Records excerpted from a collection:
---*---

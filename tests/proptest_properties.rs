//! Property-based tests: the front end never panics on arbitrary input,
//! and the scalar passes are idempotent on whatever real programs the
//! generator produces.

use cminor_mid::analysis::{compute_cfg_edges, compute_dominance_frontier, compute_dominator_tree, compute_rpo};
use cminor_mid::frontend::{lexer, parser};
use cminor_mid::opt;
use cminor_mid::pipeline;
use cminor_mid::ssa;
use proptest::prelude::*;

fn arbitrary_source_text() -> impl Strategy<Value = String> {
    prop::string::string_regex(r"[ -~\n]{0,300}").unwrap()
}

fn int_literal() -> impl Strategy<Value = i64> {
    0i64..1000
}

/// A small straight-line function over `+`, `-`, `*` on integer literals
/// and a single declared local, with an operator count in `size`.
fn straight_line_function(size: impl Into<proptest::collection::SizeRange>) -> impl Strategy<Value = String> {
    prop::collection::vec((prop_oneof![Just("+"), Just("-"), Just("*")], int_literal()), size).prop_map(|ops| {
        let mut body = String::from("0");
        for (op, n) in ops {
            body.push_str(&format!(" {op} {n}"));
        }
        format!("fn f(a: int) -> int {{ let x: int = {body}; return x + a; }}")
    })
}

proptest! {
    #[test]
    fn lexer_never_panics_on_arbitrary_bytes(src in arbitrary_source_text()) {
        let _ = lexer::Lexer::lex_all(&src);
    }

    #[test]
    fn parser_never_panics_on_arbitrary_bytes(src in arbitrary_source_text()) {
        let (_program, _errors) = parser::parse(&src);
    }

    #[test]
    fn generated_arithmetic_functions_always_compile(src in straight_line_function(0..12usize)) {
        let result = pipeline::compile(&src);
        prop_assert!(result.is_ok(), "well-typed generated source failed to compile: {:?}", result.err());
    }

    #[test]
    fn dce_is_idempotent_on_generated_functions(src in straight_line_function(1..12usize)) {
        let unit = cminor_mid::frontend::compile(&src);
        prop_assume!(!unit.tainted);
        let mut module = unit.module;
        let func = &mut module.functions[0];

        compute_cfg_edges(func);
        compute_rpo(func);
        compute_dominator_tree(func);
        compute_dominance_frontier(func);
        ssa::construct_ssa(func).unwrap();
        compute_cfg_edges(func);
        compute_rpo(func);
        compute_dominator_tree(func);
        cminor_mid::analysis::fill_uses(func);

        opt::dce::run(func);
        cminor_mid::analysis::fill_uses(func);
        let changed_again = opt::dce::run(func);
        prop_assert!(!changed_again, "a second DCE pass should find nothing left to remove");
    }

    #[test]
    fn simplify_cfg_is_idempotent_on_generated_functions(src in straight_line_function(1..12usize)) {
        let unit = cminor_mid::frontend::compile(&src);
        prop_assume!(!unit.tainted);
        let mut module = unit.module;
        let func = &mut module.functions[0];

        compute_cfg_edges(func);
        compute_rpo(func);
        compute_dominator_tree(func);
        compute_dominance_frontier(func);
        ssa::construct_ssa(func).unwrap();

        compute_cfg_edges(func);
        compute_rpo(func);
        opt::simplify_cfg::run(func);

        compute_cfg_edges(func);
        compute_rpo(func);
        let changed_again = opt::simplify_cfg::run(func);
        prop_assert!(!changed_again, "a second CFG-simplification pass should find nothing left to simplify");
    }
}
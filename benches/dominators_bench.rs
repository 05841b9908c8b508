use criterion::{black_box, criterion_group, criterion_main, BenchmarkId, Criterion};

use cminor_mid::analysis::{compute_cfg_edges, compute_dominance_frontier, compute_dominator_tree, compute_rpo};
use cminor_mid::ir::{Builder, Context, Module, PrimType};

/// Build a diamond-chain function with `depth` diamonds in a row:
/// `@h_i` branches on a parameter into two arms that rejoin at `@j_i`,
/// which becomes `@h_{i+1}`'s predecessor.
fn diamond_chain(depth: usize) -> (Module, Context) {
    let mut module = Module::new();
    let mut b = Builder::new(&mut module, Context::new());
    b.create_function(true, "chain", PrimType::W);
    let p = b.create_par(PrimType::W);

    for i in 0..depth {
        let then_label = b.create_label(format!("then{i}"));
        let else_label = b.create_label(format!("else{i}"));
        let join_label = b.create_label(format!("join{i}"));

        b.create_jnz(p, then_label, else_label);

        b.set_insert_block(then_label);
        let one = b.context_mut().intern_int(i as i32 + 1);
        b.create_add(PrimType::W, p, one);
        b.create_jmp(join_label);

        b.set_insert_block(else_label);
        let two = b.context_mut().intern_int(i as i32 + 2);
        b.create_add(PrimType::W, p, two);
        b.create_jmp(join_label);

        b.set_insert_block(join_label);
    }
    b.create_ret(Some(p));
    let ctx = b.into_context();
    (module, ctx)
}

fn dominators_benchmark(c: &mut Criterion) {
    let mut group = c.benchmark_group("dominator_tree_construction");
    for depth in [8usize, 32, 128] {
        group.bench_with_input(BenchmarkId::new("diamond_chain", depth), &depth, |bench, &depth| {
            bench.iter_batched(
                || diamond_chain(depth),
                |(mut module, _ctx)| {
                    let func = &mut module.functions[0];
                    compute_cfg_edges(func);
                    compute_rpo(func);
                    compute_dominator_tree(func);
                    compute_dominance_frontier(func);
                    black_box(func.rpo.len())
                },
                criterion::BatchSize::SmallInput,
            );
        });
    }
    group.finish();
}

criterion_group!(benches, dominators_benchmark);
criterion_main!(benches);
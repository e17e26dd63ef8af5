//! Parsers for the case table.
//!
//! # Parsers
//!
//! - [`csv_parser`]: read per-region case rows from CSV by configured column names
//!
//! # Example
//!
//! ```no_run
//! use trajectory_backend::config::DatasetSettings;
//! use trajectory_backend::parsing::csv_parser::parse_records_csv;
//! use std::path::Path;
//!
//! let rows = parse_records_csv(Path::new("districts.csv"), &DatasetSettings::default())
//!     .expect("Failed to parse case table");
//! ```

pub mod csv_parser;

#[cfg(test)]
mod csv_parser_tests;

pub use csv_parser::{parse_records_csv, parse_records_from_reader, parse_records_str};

---*---

Task brief:
Start with the first line of the data and print every line exactly. The line containing "fn lexer_never_panics_on_arbitrary_bytes(src in" is the last one to include.

Exercise response:
filename tests/proptest_properties.rs
//! Property-based tests: the front end never panics on arbitrary input,
//! and the scalar passes are idempotent on whatever real programs the
//! generator produces.

use cminor_mid::analysis::{compute_cfg_edges, compute_dominance_frontier, compute_dominator_tree, compute_rpo};
use cminor_mid::frontend::{lexer, parser};
use cminor_mid::opt;
use cminor_mid::pipeline;
use cminor_mid::ssa;
use proptest::prelude::*;

fn arbitrary_source_text() -> impl Strategy<Value = String> {
    prop::string::string_regex(r"[ -~\n]{0,300}").unwrap()
}

fn int_literal() -> impl Strategy<Value = i64> {
    0i64..1000
}

/// A small straight-line function over `+`, `-`, `*` on integer literals
/// and a single declared local, with an operator count in `size`.
fn straight_line_function(size: impl Into<proptest::collection::SizeRange>) -> impl Strategy<Value = String> {
    prop::collection::vec((prop_oneof![Just("+"), Just("-"), Just("*")], int_literal()), size).prop_map(|ops| {
        let mut body = String::from("0");
        for (op, n) in ops {
            body.push_str(&format!(" {op} {n}"));
        }
        format!("fn f(a: int) -> int {{ let x: int = {body}; return x + a; }}")
    })
}

proptest! {
    #[test]
    fn lexer_never_panics_on_arbitrary_bytes(src in arbitrary_source_text()) {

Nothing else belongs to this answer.